So, why not try those few steps again, but this time, think about exactly what you’re doing. How do you initiate and terminate movement? How do you avoid falling over, even when the ground is uneven? How do you turn, or shift up a gear into a run? Why, indeed, switch from walking to running at all? And how are you doing this all with such fantastic fuel efficiency – ten times that of top-of-the-range walking robots, such as Honda’s ASIMO?1 I realize, of course, that these are difficult questions to answer, for many of the processes that bring about self-propulsion happen beneath the level of our conscious awareness. But we cannot possibly begin our time-travelling, locomotory tour of life on Earth without first turning our enquiring eyes onto our own locomotion: we need to familiarize ourselves with the evolutionary destination before working out how we got here.
THE SIMPLE ANSWER
For something as commonplace as locomotion, it took us an awfully long time to even begin to understand how it works. Aristotle, a Greek philosopher we’ll meet properly in Chapter 4, was one of the first people to thoroughly ponder the problem. His observations and musings led him to conclude that all motions fall into one of two categories. The first – natural motions – are what an object or material does without being forced: what he deemed the ‘heavy elements’, water and earth, naturally fall; whereas the ‘light elements’, air and fire, rise. His second category – violent motions – covered those movements imposed on an object by an applied driving force, which would include locomotion. Take the force away, so he thought, and motion ceases. These ideas accord well with common sense: we need to push or pull a stationary object to shift it, and if we stop manhandling it, the object usually comes to a halt soon afterwards.
About 2,000 years later, Italian physicist-astronomer-philosopher Galileo realized that there was something deeply wrong with Aristotle’s thinking. While Galileo initially accepted that motions could be natural or violent, he reasoned that if an object’s natural tendency is to move directly towards the centre of the Earth, only movement in the exact opposite direction – that is, upwards – could be regarded as purely violent. What about objects moving horizontally? Galileo construed that those motions – directed neither away from nor towards the planet – must occupy a third category, which he called neutral motions. His great insight was to realize that once external impediments were removed, it would take only a small force to send an object into neutral motion, and once moving, it would take an impediment – friction, for instance – to stop it.
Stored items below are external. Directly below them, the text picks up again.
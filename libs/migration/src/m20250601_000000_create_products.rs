use sea_orm_migration::{prelude::*, schema::*};

#[derive(DeriveMigrationName)]
pub struct Migration;

#[async_trait::async_trait]
impl MigrationTrait for Migration {
    async fn up(&self, manager: &SchemaManager) -> Result<(), DbErr> {
        manager
            .create_table(
                Table::create()
                    .table(Products::Table)
                    .if_not_exists()
                    // uuidv7() is built in since PostgreSQL 18
                    .col(pk_uuid(Products::Id).default(Expr::cust("uuidv7()")))
                    .col(string_len(Products::Name, 255))
                    .col(text_null(Products::Description))
                    .col(decimal_len(Products::Price, 10, 2))
                    .col(string_len_null(Products::Category, 100))
                    .col(integer(Products::Stock).default(0))
                    .col(
                        timestamp_with_time_zone(Products::CreatedAt)
                            .default(Expr::current_timestamp()),
                    )
                    .col(
                        timestamp_with_time_zone(Products::UpdatedAt)
                            .default(Expr::current_timestamp()),
                    )
                    .col(timestamp_with_time_zone_null(Products::DeletedAt))
                    .to_owned(),
            )
            .await?;

        manager
            .create_index(
                Index::create()
                    .name("idx_products_category")
                    .table(Products::Table)
                    .col(Products::Category)
                    .to_owned(),
            )
            .await?;

        manager
            .create_index(
                Index::create()
                    .name("idx_products_created_at")
                    .table(Products::Table)
                    .col(Products::CreatedAt)
                    .to_owned(),
            )
            .await?;

        // Partial index backing the "live rows only" filter on every query
        manager
            .get_connection()
            .execute_unprepared(
                r#"
                CREATE INDEX IF NOT EXISTS idx_products_not_deleted
                    ON products (deleted_at)
                    WHERE deleted_at IS NULL
                "#,
            )
            .await?;

        Ok(())
    }

    async fn down(&self, manager: &SchemaManager) -> Result<(), DbErr> {
        manager
            .drop_table(Table::drop().table(Products::Table).to_owned())
            .await?;

        Ok(())
    }
}

#[derive(DeriveIden)]
enum Products {
    Table,
    Id,
    Name,
    Description,
    Price,
    Category,
    Stock,
    CreatedAt,
    UpdatedAt,
    DeletedAt,
}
That may sound familiar. Galileo’s thoughts, encapsulated in his law of inertia, are essentially identical to the first law of motion formulated by mathematician-physicist Isaac Newton (1642–1727):
Every body continues in its state of rest, or of uniform motion in a right line, unless it is compelled to change that state by forces impressed upon it.2
That’s not to say that Newton’s thoughts on movement were simply a rehash of Galileo’s. In his second law of motion he extended the concept of inertia, stating that the acceleration (a) of an object caused by the application of a force (F) is in direct proportion to the magnitude of that force, but in inverse proportion to the object’s mass (m). In other words, F = ma. Furthermore, unlike Galileo, Newton realized that there was no physical basis for granting special status to natural motions: a fall, like any of Aristotle’s violent motions, must be caused by an applied force. Taken together, Newton’s insights made complete sense of Galileo’s famous free-fall experiment in which, as legend has it (some maintain that this was only a thought experiment), he dropped two balls of different mass from the Leaning Tower of Pisa. According to Aristotle, the heavier object should have fallen considerably faster, but in fact they struck the ground at nearly the same instant.3 The heavier ball’s greater mass meant that the force drawing it to the ground was larger, but greater mass also entails greater inertia, so the resulting acceleration was identical to that of the smaller ball. That constant acceleration (roughly 9.8 metres per second per second at sea level) was the result of the pull of gravity, and is now denoted g; the force – an object’s weight in the strict sense – can be found by multiplying that figure by the object’s mass.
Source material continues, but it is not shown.